Work task:
Using the data that follows, state the number of lines holding the word "progress", and give no other output.

Dataset extract:
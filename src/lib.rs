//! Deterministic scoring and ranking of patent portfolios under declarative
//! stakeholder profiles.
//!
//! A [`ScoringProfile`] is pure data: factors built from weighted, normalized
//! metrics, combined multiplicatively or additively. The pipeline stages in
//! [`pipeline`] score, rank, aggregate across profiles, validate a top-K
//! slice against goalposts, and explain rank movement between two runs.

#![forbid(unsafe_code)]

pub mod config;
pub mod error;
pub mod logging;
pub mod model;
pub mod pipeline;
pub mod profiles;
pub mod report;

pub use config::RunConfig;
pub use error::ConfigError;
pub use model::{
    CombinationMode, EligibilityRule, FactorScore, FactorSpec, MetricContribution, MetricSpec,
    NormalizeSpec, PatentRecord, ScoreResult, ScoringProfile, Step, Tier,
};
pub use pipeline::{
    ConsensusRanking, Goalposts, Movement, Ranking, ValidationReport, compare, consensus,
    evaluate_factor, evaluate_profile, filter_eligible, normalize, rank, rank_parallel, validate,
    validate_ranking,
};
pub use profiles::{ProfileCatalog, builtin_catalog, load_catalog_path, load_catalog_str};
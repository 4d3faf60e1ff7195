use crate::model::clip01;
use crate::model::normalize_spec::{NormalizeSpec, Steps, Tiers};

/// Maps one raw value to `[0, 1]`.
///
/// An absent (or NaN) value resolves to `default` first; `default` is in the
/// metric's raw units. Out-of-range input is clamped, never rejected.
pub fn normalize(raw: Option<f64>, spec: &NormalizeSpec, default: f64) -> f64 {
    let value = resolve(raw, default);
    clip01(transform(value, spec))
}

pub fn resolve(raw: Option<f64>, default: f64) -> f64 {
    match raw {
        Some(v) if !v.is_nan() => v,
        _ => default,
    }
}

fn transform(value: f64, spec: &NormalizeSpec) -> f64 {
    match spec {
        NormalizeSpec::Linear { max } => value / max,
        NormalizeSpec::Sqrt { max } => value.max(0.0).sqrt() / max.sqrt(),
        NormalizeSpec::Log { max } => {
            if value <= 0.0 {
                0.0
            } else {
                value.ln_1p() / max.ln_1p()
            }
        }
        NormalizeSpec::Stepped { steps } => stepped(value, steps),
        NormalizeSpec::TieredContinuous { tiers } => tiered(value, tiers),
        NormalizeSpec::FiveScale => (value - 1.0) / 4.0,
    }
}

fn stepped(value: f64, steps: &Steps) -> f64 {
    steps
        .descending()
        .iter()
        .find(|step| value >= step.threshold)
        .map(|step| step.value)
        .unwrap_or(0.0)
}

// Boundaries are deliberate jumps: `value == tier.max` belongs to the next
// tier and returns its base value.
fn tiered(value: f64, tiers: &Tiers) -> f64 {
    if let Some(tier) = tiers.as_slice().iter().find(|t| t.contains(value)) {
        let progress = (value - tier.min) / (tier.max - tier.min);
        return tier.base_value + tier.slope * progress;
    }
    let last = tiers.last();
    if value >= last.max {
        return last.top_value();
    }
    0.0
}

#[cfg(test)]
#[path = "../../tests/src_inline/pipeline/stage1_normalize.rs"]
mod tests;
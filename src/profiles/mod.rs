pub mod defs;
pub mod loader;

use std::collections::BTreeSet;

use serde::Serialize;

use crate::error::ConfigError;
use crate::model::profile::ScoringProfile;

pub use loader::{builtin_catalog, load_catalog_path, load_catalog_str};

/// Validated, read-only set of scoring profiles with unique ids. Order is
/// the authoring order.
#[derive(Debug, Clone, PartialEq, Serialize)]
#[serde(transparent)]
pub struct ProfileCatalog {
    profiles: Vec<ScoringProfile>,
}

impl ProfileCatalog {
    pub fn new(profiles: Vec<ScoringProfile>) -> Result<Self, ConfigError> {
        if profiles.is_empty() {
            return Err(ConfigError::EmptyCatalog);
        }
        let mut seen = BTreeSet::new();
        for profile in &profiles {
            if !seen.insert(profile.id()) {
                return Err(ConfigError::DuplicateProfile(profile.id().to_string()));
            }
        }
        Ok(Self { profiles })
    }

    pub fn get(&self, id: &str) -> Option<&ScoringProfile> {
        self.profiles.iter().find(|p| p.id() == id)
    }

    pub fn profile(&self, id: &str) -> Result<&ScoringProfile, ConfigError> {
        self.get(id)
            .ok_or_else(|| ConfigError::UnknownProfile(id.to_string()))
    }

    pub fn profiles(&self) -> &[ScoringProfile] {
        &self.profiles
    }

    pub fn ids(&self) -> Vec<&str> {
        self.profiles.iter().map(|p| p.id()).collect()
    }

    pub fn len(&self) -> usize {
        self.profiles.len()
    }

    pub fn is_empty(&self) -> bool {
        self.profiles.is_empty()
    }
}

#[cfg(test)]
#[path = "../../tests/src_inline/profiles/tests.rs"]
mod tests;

Answer to this task:
2